Ella había tirado nueve. Estaba contentísima. El parapalos de la 2 asomó su
cuerpo desde la fosa para recoger la bola que no había llegado rodando por el
surco. Era un chico de doce o trece años, más grande que la nena, morocho, con
el pelo sucio. Estaba vestido con un equipo de gimnasia rojo, de pantalón y
remera. El equipo del de
- Corté -dijo el doctor, volviendo por la pedada. Se
refería a que su tiro había dado de lleno en el palo dos, volteando solamente
dos palos. El segundo tiro lo pasó por el agujero.
- Gol -dijo el padre, desde la otra cancha.
La nena soltaba su bola despacio; Saravia la oía correr:
el sonido de la bola crecía a medida que llegaba a los palos. Los volteaba con
tímidas cachetaditas, con ruido a fósforos, acariciándolos. Cruzaba los grandes
zapatos en sus pies chicos justo delante de la línea de foul, y con las manos
le indicaba a la bola hacia dónde ir, como si pudiese maniobrar el recorrido
del tiro. Era una orden delicada, una sugerencia exquisita. Y con esa orden
volteaba ocho palos.
El doctor se golpeó los muslos con las palmas, para
espantarse la mala suerte. Rascó su nariz fruncida en el mejor estilo
hamsteriano.
- No me hable al tiro, Saravia -dijo, evidentemente malhumorado.
- Si no le hablé.
- Sí, algo dijo que me distrajo.
- Le juro que no le dije nada...
- Que no vuelva a ocurrir.
El padre de la chica se rió. A lo largo del juego, la
nena había mantenido un promedio de seis palos por tiro; el doctor hizo varios
estrais y medios, y otras veces le exigió a Saravia que le anotara un punto
delante de la casilla. El promedio de Saravia no llegaba a cuatro.

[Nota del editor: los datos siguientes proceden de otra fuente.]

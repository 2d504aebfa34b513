//! Rendezvous/handoff broker (§4.9): the glue between a Person's
//! `/join <room>` and a room operator's `punch_answer`.
//!
//! The broker owns `PunchSession` lifecycle. A session is created when a
//! Person starts JOINING, addressed by a minted `person_id`, and is torn
//! down either by a matching `punch_answer` arriving within 10 s or by
//! the timeout firing first — never both, since `oneshot::Sender::send`
//! only succeeds once and the loser of the race gets the error it
//! expects.

use std::collections::HashMap;
use std::sync::Arc;
use std::time::Duration;
use tokio::sync::{oneshot, Mutex};
use tokio::time::timeout;
use unn_core::messages::{Candidate, PersonId, PunchAnswerPayload};

pub const PUNCH_REPLY_TIMEOUT: Duration = Duration::from_secs(10);

/// What a room's `punch_answer` resolves a waiting Person to.
#[derive(Debug, Clone)]
pub struct PunchResult {
    pub candidates: Vec<Candidate>,
    pub ssh_port: u16,
}

#[derive(Debug, thiserror::Error)]
pub enum HandoffError {
    #[error("timed out waiting for room operator")]
    Timeout,
}

#[derive(Default)]
pub struct Broker {
    pending: Arc<Mutex<HashMap<PersonId, oneshot::Sender<PunchResult>>>>,
}

impl Broker {
    pub fn new() -> Self {
        Self::default()
    }

    /// Register a new PunchSession for `person_id` and wait up to
    /// `PUNCH_REPLY_TIMEOUT` for the corresponding `punch_answer`. The
    /// caller is expected to have already sent the `punch_offer` to the
    /// room's control stream before awaiting this.
    pub async fn await_punch_answer(&self, person_id: PersonId) -> Result<PunchResult, HandoffError> {
        let (tx, rx) = oneshot::channel();
        self.pending.lock().await.insert(person_id.clone(), tx);

        let result = timeout(PUNCH_REPLY_TIMEOUT, rx).await;
        // Whether we timed out or got an answer, the entry must not
        // linger — a late, stale punch_answer after timeout should be
        // logged as "no session found", not delivered to a Person who
        // already moved on.
        self.pending.lock().await.remove(&person_id);

        match result {
            Ok(Ok(punch_result)) => Ok(punch_result),
            Ok(Err(_)) | Err(_) => Err(HandoffError::Timeout),
        }
    }

    /// Resolve a pending PunchSession from a room's `punch_answer`.
    /// Returns `false` (and logs nothing itself — the caller logs) if no
    /// session matches, which happens when the Person already timed out
    /// or disconnected.
    pub async fn resolve_punch_answer(&self, payload: PunchAnswerPayload) -> bool {
        let sender = self.pending.lock().await.remove(&payload.person_id);
        match sender {
            Some(tx) => tx
                .send(PunchResult {
                    candidates: payload.candidates,
                    ssh_port: payload.ssh_port,
                })
                .is_ok(),
            None => false,
        }
    }
}

/// Mint a `person_id` from a millisecond timestamp and the visitor's
/// username, per §4.8 point 1 ("timestamp + username"). Timestamps come
/// from the caller so the broker itself stays free of wall-clock reads,
/// keeping it trivial to unit test deterministically.
pub fn mint_person_id(now_millis: u128, unn_username: &str) -> PersonId {
    format!("{unn_username}-{now_millis}")
}

#[cfg(test)]
mod tests {
    use super::*;

    #[tokio::test]
    async fn matching_answer_resolves_the_wait() {
        let broker = Broker::new();
        let person_id = mint_person_id(1700, "alice");

        let waiter = {
            let broker = &broker;
            let person_id = person_id.clone();
            async move { broker.await_punch_answer(person_id).await }
        };
        let responder = async {
            // Give the waiter a moment to register before answering.
            tokio::task::yield_now().await;
            let resolved = broker
                .resolve_punch_answer(PunchAnswerPayload {
                    person_id: person_id.clone(),
                    candidates: vec!["1.2.3.4:5000".into()],
                    ssh_port: 2222,
                })
                .await;
            assert!(resolved);
        };

        let (result, _) = tokio::join!(waiter, responder);
        let result = result.unwrap();
        assert_eq!(result.ssh_port, 2222);
        assert_eq!(result.candidates, vec!["1.2.3.4:5000".to_string()]);
    }

    #[tokio::test]
    async fn answer_with_no_matching_session_is_not_resolved() {
        let broker = Broker::new();
        let resolved = broker
            .resolve_punch_answer(PunchAnswerPayload {
                person_id: "nobody-0".into(),
                candidates: vec![],
                ssh_port: 2222,
            })
            .await;
        assert!(!resolved);
    }

    #[tokio::test(start_paused = true)]
    async fn unanswered_session_times_out() {
        let broker = Broker::new();
        let person_id = mint_person_id(1, "bob");
        let err = broker.await_punch_answer(person_id).await.unwrap_err();
        assert!(matches!(err, HandoffError::Timeout));
    }

    #[test]
    fn person_id_embeds_username_and_timestamp() {
        assert_eq!(mint_person_id(1700, "alice"), "alice-1700");
    }
}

- Se anota un punto cada vez que un profesional pifia una marca.
- ¿Así? -preguntó Saravia.
- No tan grande.
Saravia no aprendía mucho. El doctor le daba decenas de
indicaciones. A todos los tiros de Saravia, él tenía algo para criticar, pero
no como lo hacía el padre de la nena, con dulzura, "corregí esto o
aquello", sino con mandatos o quejas del tipo:
- ¡No está flexionando las rodillas, Saravia! ¡Cuántas
veces se lo tengo que explicar!
O:
- Concentresé, viejo, deje de mirar a la nena, o juega, o
mira. ¿Entiende lo que le digo?
O:
- Tiene que salir siempre de los mismos diamantes,
pararse en el mismo lado, agacharse sin quebrar espalda, mantenerse derecho...
¡Si continúa así no va a llegar a ninguna parte!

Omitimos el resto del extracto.